START EXERCISE MATERIALS

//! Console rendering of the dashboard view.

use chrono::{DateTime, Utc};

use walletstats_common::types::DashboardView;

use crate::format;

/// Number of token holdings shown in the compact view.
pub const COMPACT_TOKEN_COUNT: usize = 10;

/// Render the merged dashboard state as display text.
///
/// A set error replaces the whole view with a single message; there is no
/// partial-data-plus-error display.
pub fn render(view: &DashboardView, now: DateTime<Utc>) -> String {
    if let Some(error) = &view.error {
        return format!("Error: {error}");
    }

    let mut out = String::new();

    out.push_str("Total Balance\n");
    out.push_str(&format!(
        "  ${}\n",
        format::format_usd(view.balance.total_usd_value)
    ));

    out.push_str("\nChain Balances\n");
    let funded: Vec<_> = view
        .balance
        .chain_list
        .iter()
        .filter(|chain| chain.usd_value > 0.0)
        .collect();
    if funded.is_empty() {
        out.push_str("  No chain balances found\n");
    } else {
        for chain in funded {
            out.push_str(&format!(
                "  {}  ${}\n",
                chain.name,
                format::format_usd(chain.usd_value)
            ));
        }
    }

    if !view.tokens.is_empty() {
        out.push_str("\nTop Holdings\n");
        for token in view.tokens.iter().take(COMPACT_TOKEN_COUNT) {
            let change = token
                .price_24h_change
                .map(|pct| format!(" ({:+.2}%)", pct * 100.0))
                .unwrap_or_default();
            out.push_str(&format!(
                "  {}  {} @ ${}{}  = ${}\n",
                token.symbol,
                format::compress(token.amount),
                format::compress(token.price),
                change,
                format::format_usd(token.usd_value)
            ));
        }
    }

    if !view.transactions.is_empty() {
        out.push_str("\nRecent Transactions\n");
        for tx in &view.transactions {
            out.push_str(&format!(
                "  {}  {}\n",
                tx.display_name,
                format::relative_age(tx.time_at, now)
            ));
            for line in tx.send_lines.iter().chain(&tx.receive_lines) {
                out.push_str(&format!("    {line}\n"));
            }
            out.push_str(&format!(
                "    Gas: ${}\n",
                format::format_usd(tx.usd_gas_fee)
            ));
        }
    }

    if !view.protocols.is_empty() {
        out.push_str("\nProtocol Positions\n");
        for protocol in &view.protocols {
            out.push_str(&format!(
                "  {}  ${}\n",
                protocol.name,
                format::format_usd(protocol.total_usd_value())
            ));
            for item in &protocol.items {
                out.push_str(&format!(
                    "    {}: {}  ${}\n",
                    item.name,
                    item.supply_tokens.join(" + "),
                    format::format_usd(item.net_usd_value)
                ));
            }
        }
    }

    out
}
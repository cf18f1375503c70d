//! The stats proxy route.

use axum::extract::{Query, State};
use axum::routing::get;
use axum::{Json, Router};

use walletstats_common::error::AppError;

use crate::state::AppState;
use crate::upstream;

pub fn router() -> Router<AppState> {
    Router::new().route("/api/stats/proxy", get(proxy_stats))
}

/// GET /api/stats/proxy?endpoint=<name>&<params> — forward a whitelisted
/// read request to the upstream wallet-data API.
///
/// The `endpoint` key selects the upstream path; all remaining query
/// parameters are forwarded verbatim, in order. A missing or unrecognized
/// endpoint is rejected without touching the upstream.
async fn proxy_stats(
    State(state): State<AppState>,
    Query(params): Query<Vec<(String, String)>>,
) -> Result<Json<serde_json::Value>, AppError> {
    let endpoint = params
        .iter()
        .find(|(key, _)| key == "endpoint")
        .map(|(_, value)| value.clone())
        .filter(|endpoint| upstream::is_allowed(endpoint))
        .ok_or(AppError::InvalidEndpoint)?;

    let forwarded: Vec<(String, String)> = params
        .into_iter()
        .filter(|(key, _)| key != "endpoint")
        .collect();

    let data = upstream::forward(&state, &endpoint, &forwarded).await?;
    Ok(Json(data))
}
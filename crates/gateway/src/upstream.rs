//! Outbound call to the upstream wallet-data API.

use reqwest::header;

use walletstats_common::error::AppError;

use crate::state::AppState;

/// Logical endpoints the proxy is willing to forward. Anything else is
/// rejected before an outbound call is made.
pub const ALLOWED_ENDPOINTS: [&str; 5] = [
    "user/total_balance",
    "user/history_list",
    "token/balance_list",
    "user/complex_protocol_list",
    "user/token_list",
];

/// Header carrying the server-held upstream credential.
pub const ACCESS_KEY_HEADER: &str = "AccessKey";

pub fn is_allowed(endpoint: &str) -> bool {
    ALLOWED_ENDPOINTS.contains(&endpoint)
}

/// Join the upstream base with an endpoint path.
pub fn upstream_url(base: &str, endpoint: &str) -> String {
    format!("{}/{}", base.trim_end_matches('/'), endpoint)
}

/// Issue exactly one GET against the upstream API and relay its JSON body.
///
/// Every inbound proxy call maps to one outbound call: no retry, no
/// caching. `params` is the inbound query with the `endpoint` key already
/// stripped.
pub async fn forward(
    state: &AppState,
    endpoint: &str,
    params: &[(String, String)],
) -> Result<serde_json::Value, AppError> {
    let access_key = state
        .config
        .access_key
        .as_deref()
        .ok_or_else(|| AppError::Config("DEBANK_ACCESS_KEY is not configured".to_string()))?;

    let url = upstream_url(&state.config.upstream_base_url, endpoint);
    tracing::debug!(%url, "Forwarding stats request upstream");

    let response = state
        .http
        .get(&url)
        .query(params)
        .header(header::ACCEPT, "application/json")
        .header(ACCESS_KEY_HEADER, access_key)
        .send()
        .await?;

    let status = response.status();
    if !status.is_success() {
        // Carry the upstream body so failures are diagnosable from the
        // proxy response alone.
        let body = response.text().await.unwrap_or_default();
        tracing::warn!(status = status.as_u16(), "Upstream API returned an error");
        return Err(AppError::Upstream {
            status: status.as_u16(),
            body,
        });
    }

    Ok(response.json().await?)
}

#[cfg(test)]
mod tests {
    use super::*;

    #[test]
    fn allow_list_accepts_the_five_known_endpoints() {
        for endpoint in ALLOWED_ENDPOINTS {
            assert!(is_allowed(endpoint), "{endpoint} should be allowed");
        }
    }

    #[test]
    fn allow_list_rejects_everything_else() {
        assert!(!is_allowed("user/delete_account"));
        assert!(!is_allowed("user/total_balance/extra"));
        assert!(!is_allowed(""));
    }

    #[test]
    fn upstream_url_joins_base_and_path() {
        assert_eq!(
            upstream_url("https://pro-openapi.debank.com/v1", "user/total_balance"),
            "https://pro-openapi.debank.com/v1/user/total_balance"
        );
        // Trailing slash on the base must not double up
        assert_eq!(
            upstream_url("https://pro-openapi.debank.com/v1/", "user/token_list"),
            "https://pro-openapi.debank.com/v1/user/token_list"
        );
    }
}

END EXERCISE MATERIALS

ASSIGNED TASK: Read the entries and show each line that mentions "DateTime".

WRITTEN RESPONSE:
use chrono::{DateTime, Utc};
pub fn render(view: &DashboardView, now: DateTime<Utc>) -> String {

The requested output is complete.